## The records
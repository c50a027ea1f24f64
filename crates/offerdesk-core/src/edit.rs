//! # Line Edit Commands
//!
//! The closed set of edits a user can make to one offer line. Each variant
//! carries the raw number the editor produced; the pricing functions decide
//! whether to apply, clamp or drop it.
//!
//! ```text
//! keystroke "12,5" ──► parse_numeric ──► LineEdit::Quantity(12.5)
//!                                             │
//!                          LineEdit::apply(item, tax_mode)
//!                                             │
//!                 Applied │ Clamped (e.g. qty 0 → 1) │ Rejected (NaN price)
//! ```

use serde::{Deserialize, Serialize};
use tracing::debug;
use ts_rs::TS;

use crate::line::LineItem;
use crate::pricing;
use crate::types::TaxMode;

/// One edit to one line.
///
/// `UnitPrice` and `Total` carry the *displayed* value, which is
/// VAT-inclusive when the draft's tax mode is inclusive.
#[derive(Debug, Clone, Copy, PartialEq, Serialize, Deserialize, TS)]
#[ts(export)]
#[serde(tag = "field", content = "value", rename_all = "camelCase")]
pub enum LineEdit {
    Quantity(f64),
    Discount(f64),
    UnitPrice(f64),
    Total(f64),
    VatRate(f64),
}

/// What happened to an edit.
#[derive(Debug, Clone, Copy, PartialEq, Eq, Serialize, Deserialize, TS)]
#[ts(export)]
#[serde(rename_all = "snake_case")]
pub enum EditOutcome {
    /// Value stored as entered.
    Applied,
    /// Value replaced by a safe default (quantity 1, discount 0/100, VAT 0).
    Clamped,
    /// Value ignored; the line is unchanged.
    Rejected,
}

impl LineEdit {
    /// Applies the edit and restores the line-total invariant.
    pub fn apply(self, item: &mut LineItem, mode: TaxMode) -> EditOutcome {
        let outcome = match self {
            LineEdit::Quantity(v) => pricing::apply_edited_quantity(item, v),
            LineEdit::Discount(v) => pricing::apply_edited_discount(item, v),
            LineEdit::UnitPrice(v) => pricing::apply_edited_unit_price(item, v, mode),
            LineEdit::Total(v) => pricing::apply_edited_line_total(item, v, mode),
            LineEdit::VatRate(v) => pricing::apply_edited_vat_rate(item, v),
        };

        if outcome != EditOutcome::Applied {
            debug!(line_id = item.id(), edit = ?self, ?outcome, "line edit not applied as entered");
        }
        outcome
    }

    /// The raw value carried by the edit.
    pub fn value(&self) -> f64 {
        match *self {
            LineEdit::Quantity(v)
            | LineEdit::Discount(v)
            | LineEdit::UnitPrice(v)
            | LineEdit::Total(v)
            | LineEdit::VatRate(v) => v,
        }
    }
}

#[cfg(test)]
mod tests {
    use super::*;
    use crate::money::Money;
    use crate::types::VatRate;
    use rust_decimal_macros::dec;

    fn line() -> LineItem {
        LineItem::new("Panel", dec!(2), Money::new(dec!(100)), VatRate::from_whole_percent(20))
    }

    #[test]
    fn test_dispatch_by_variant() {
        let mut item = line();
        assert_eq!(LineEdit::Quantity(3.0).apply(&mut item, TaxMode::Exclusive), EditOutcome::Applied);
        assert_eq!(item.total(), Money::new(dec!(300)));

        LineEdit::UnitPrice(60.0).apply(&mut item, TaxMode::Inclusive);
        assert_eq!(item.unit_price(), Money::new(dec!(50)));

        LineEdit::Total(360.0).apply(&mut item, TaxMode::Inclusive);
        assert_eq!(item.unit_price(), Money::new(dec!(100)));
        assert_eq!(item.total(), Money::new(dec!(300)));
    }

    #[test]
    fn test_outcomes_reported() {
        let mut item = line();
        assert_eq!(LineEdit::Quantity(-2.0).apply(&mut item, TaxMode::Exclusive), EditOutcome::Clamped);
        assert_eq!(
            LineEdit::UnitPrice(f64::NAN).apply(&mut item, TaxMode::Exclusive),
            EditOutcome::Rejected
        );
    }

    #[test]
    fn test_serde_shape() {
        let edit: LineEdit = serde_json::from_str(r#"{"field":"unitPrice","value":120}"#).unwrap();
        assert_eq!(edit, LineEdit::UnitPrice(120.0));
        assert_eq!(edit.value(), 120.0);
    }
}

...

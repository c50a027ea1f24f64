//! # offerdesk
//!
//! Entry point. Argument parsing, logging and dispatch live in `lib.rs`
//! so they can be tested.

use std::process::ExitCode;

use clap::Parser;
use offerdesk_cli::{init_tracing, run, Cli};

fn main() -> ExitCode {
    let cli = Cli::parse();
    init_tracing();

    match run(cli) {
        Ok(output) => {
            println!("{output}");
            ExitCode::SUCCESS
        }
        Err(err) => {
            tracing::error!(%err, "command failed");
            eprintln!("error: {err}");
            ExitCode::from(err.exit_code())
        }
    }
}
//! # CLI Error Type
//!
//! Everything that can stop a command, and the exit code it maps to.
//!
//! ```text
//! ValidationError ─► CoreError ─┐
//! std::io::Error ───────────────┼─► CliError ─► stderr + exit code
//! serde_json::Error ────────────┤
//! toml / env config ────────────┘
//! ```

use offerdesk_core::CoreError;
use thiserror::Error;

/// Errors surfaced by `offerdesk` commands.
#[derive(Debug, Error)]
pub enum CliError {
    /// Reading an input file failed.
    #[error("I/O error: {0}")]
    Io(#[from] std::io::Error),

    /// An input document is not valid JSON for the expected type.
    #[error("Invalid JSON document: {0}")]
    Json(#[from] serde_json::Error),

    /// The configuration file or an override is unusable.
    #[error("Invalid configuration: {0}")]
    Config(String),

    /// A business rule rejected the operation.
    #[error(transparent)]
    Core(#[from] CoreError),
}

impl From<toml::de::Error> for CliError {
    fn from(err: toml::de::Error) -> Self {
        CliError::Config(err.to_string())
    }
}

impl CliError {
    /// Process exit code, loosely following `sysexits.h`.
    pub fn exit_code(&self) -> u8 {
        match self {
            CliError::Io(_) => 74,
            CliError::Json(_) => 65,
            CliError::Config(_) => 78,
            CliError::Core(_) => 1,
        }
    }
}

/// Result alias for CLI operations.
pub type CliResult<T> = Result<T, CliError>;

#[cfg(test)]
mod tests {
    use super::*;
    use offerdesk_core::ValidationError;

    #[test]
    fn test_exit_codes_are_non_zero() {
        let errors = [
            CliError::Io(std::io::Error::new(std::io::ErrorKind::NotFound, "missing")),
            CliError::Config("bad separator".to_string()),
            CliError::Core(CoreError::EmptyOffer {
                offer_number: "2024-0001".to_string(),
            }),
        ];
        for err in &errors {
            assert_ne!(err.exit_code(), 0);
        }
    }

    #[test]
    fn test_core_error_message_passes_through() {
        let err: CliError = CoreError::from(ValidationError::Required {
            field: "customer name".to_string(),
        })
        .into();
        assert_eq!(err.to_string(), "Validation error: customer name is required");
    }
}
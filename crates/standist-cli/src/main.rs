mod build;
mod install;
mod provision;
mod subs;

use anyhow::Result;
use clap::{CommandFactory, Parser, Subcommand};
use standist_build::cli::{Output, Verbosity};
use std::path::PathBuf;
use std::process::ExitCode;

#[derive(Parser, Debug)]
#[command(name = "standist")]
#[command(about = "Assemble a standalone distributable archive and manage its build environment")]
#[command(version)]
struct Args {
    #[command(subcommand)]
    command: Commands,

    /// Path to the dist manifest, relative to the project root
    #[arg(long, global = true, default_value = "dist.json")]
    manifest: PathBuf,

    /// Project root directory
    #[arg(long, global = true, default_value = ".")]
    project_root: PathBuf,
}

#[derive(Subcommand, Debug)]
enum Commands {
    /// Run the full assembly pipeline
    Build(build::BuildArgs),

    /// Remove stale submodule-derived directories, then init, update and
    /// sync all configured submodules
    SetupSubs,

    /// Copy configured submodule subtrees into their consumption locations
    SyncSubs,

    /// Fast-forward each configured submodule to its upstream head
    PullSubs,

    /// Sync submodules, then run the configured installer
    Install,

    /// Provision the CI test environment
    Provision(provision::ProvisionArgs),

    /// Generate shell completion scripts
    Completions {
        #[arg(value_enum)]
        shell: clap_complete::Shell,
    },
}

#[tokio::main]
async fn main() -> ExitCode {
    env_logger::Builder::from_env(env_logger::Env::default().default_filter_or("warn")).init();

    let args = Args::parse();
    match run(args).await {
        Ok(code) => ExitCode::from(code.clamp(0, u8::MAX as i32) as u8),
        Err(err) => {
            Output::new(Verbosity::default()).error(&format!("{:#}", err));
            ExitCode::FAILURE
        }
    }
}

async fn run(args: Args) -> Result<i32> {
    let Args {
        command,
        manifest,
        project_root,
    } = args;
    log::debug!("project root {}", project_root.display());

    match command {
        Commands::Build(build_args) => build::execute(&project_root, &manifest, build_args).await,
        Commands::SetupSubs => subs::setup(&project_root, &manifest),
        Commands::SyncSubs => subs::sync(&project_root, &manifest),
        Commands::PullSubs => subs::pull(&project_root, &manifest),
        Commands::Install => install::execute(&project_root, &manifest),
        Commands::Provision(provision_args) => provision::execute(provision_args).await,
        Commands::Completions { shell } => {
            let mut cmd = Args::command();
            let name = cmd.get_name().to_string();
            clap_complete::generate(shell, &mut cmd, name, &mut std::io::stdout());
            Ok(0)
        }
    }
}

## Problem description
What number of lines above include the string "configured"? State it and nothing else.

## Task result
4